MUESTRAUNI2		BSF				PORTB,6				;PRENDO EL SEGUNDO TRANSISTOR	
				MOVF 			NUMERO2,W			;CARGO EL VALOR DE NUMERO EN EL ACUMULADOR
				CALL 			TABLA				;LLAMO  A MI TABLA
				MOVWF			PORTA				;MUESTRO EL NUMERO EN EL DISPLAY
;----------------------------------------
DELAY12			MOVLW			20					;############################
				MOVWF			VISUAL1				;#							#
UNN12			MOVLW			10					;#	DELAY PARA				#
				MOVWF			VISUAL2				;#	VISUALIZAR				#
TATA12			DECFSZ			VISUAL2,1			;#	DISPLAY					#
				GOTO			TATA12				;#							#		
DNN12			DECFSZ			VISUAL1,1			;#							#
				GOTO			UNN12				;############################
;-----------------------------------------
				BCF				PORTB,6				;APAGO EL TRANSISTOR DE LAS UNIDADES
				CLRF			PORTA				;LIMPIO EL PUERTOA
				DECFSZ			MOSTRANDO			;DECREMENTA LA VARIABLE P TIMPO DE VISUALIZAR
				GOTO			MOSTRANDO2			;SALTA MIENTRAS TVIS NO SEA CERO												
;-------------------------------------				;--------------------------------
;-------------------------------------				;PARTE PARA QUE EL DISPLAY TITILE
;-------------------------------------				;--------------------------------
				BTFSS			PAUSA,4
				GOTO			NADA
				MOVLW			255				;################################    
				MOVWF			REG1			;#    							#
TRES			MOVLW			55				;# TIEMPO DE TITILO DEL 		#
				MOVWF			REG2			;# DISPLAY ESTE DEPENDE DE SI   #
DOS				MOVLW			10				;#	TENGO EN UNO O NO LA		#
				MOVWF			REG3			;#	VARIABLE PAUSA.				#
UNO				DECFSZ			REG3,1			;#								#
				GOTO			UNO				;#								#
				DECFSZ			REG2,1			;#								#	
				GOTO			DOS				;#								#
				DECFSZ			REG1,1			;#								#
				GOTO			TRES			;################################
				GOTO			MUESTRADEC2
;-------------------------------------				;----------------------------
;-------------------------------------				;PARTE PARA QUE EL LED TITILE
;-------------------------------------				;----------------------------
NADA			BSF				PORTB,3
				BTFSS			TITILO,3			;PREGUNTO COMO ESTA LA VARIABLE
				GOTO 			PRENDE				;SI ESTA EN CERO SALTO A PRENDE
				GOTO			APAGA				;SI ESTA EN UNO SALTO A APAGA
PRENDE			BSF				PORTB,7				;PARTE DONDE PRENDE Y
				BSF				TITILO,3			;CAMBIA EL ESTADDO DE LA VARIABLE
				GOTO			TERMINTIT			;SALTO	
APAGA			BCF				PORTB,7				;PARTE DONDE APAGA  Y CAMBIA EL
				BCF				TITILO,3			;ESTADO DE LAS VARIABLES			
;---------------------------------------			;-----------------------------
;---------------------------------------			;DECREMENTO DE UNIDAD Y DECENA
;---------------------------------------			;------------------------------
TERMINTIT		DECF			NUMERO2,1			;TERMINI ES DONDE SALTO DE EL TITILE DEL PUNTO				
ULTIMO			MOVF			NUMERO2,W			;CARGO EL VALOR DE NUMERO EN EL ACUMULADOR
				SUBLW			0XFFFFFFFF			;ACA PONGO HASTA DONDE CUENTA MI CONTADOR (VALOR-1)

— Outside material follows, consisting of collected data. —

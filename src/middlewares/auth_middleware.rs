//! JWT 인증 미들웨어 (Auth Guard)
//!
//! ActixWeb 요청 파이프라인에서 세션 토큰을 검증하고 사용자 레코드를 요청에 부착합니다.

use std::future::{ready, Ready};
use std::rc::Rc;

use actix_web::{
    dev::{Service, ServiceRequest, ServiceResponse, Transform},
    Error, Result,
    body::EitherBody,
};
use crate::middlewares::auth_inner::AuthMiddlewareService;

/// JWT 인증 미들웨어
///
/// 보호된 라우트에 `wrap = "AuthMiddleware"`로 적용합니다.
/// 검증에 실패하면 핸들러를 호출하지 않고 401을 응답합니다.
///
/// ```rust,ignore
/// #[patch("/toggle-status", wrap = "AuthMiddleware")]
/// async fn toggle_status(state: web::Data<AppState>) -> Result<HttpResponse, AppError> { ... }
/// ```
#[derive(Debug, Clone, Copy, Default)]
pub struct AuthMiddleware;

/// ActixWeb Transform trait 구현
impl<S, B> Transform<S, ServiceRequest> for AuthMiddleware
where
    S: Service<ServiceRequest, Response = ServiceResponse<B>, Error = Error> + 'static,
    S::Future: 'static,
    B: 'static,
{
    type Response = ServiceResponse<EitherBody<B>>;
    type Error = Error;
    type Transform = AuthMiddlewareService<S>;
    type InitError = ();
    type Future = Ready<Result<Self::Transform, Self::InitError>>;

    fn new_transform(&self, service: S) -> Self::Future {
        ready(Ok(AuthMiddlewareService {
            service: Rc::new(service),
        }))
    }
}
//! 데이터 액세스 계층을 담당하는 리포지토리 모듈
//!
//! 저장소 구현체는 기동 시 한 번 생성되어 `Arc<dyn UserStore>`로 서비스에 주입됩니다.
//!
//! # Features
//!
//! - MongoDB 영구 저장소와 메모리 저장소가 같은 계약을 공유
//! - 저장소 오류는 `AppError::DatabaseError`로 통일
//!
//! # Examples
//!
//! ```rust,ignore
//! use geo_user_service::repositories::users::{MongoUserRepository, UserStore};
//!
//! let user_repo = MongoUserRepository::new(&database);
//! let user = user_repo.find_by_email("user@example.com").await?;
//! ```

pub mod users;
//! # Domain Models Module
//!
//! 영속성 엔티티와 구별되는 값 객체를 정의합니다.
//!
//! - [`auth`] - Auth Guard가 요청에 부착하는 인증된 사용자 컨텍스트
//! - [`token`] - 세션 토큰(JWT) 클레임
//! - [`listing`] - 요일 번호와 요일별 사용자 그룹

pub mod auth;
pub mod token;
pub mod listing;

				BTFSS			STATUS,2			;STATUS SE PONE A UNO SI LA OP ANTERIOR ES IGUAL A CERO
				GOTO			MUESTRADEC2			;SALTO A CHATO
				MOVLW			d'9'				;CARGO MAX VALOR QUE PUEDE MOSTRAR DISP 2
				MOVWF			NUMERO2				;CARGO ESE VALOR EN NUMERO 2
;---------------------------------------		
SIGUEDEC		MOVF			NUMERO1,W			;CARGO EL VALOR DE NUMERO EN EL ACUMULADOR
				SUBLW			0X00				;ACA PONGO HASTA DONDE CUENTA MI CONTADOR (VALOR-1)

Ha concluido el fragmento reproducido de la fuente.